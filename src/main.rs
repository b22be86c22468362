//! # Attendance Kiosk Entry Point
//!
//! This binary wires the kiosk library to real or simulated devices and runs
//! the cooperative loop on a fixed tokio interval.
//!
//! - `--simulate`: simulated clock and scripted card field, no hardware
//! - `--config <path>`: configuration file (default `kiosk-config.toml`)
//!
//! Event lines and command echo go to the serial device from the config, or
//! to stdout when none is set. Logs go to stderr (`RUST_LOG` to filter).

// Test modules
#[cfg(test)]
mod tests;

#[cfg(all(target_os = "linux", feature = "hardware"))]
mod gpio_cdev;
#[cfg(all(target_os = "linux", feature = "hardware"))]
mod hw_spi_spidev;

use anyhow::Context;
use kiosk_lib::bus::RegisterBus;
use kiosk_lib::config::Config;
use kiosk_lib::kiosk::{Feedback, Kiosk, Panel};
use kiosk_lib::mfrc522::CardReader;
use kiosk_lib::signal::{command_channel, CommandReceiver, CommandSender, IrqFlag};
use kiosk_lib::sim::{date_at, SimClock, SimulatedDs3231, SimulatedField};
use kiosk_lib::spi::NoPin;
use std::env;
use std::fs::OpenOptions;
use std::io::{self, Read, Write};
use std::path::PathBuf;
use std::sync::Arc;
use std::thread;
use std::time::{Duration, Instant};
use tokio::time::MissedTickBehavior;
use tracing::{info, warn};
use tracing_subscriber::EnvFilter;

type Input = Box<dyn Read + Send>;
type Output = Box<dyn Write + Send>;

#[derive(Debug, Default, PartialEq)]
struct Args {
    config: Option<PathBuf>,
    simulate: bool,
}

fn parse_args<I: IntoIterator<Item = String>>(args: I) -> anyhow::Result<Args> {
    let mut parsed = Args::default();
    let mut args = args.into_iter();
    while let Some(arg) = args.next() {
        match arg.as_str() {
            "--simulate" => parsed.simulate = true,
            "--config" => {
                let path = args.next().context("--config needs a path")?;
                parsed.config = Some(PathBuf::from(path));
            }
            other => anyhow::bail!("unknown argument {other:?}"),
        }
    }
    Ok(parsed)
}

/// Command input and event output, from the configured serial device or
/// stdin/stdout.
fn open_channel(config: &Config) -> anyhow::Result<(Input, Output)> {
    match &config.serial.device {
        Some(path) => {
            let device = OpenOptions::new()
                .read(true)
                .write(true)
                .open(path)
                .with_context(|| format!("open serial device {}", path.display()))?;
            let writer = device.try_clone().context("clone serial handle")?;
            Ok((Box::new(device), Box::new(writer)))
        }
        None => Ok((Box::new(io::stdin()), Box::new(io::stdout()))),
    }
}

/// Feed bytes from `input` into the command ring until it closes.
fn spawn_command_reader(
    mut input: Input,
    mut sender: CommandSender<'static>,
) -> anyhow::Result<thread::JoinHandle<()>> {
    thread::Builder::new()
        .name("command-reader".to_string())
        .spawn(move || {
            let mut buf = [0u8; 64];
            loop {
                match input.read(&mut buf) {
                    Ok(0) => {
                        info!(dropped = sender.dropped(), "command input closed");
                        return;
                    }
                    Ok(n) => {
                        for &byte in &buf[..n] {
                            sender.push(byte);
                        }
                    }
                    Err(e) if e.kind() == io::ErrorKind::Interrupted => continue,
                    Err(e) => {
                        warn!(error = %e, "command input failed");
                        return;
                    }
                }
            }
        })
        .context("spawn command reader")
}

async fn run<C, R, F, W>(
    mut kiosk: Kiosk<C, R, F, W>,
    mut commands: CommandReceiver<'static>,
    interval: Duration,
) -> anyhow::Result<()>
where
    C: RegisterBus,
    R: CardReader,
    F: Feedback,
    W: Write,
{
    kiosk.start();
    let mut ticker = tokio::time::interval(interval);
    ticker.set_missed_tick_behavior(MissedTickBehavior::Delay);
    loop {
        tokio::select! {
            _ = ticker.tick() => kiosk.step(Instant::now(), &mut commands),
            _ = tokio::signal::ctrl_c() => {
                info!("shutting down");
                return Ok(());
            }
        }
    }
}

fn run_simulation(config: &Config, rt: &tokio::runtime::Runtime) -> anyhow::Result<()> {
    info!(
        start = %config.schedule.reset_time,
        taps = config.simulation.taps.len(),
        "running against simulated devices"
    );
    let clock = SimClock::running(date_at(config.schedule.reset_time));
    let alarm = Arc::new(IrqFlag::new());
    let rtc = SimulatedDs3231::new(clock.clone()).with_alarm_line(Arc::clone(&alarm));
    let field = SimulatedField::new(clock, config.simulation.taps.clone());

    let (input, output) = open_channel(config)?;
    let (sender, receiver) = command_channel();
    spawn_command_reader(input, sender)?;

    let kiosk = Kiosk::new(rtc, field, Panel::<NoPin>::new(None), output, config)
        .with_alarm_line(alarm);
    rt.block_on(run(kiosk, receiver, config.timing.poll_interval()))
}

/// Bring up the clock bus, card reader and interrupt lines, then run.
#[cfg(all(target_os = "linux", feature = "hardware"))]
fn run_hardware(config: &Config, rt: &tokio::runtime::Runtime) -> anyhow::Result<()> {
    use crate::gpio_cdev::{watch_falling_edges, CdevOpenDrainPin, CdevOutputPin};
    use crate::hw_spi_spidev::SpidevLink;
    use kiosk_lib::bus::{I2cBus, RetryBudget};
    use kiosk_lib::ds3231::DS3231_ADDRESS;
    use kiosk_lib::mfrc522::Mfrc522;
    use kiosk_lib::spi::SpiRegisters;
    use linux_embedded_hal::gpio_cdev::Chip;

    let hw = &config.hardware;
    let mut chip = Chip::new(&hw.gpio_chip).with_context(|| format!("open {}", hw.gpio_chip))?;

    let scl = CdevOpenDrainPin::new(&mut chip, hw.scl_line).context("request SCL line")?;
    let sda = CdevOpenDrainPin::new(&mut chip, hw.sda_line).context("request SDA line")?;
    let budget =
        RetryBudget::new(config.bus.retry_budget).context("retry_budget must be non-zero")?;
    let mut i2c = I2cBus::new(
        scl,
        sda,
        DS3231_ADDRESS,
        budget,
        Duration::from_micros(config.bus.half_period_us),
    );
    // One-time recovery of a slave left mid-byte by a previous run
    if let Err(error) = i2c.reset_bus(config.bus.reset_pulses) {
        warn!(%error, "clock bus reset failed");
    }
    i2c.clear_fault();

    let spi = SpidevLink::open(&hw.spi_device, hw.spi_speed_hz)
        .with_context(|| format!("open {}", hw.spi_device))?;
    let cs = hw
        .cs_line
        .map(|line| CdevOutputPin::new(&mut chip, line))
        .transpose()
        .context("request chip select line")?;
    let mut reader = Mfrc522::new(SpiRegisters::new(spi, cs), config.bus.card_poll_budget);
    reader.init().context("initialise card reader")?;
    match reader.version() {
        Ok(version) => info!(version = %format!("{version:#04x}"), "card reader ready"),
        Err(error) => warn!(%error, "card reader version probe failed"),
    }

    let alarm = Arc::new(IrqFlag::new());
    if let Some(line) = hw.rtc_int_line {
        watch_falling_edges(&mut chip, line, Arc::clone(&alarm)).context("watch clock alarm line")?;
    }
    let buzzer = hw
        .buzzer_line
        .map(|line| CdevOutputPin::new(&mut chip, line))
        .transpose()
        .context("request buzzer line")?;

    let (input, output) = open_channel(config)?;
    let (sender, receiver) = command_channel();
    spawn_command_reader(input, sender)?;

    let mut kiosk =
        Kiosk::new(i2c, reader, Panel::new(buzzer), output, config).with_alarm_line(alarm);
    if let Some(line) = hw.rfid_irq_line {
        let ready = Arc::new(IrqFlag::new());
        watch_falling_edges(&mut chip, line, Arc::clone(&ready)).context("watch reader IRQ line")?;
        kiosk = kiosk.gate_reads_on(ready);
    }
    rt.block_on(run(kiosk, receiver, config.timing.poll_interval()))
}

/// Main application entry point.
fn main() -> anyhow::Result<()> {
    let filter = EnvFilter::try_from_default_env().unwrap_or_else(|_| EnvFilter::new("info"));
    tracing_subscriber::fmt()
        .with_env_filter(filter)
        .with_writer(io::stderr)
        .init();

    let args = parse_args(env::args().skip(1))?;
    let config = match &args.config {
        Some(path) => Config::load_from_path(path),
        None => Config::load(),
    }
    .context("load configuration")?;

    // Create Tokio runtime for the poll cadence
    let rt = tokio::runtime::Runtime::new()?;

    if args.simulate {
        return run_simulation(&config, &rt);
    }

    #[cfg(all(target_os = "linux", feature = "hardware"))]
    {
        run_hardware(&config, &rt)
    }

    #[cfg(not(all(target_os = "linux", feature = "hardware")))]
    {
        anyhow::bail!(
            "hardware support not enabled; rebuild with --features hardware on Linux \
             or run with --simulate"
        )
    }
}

# [REQUIREMENT]
The lines above starting at the one that contains "to stdout when" and ending at the one that contains "#[derive(Debug, Default, PartialEq)]" must be transcribed exactly, and no other lines may appear.

# [RESPONSE BOX]
//! to stdout when none is set. Logs go to stderr (`RUST_LOG` to filter).

// Test modules
#[cfg(test)]
mod tests;

#[cfg(all(target_os = "linux", feature = "hardware"))]
mod gpio_cdev;
#[cfg(all(target_os = "linux", feature = "hardware"))]
mod hw_spi_spidev;

use anyhow::Context;
use kiosk_lib::bus::RegisterBus;
use kiosk_lib::config::Config;
use kiosk_lib::kiosk::{Feedback, Kiosk, Panel};
use kiosk_lib::mfrc522::CardReader;
use kiosk_lib::signal::{command_channel, CommandReceiver, CommandSender, IrqFlag};
use kiosk_lib::sim::{date_at, SimClock, SimulatedDs3231, SimulatedField};
use kiosk_lib::spi::NoPin;
use std::env;
use std::fs::OpenOptions;
use std::io::{self, Read, Write};
use std::path::PathBuf;
use std::sync::Arc;
use std::thread;
use std::time::{Duration, Instant};
use tokio::time::MissedTickBehavior;
use tracing::{info, warn};
use tracing_subscriber::EnvFilter;

type Input = Box<dyn Read + Send>;
type Output = Box<dyn Write + Send>;

#[derive(Debug, Default, PartialEq)]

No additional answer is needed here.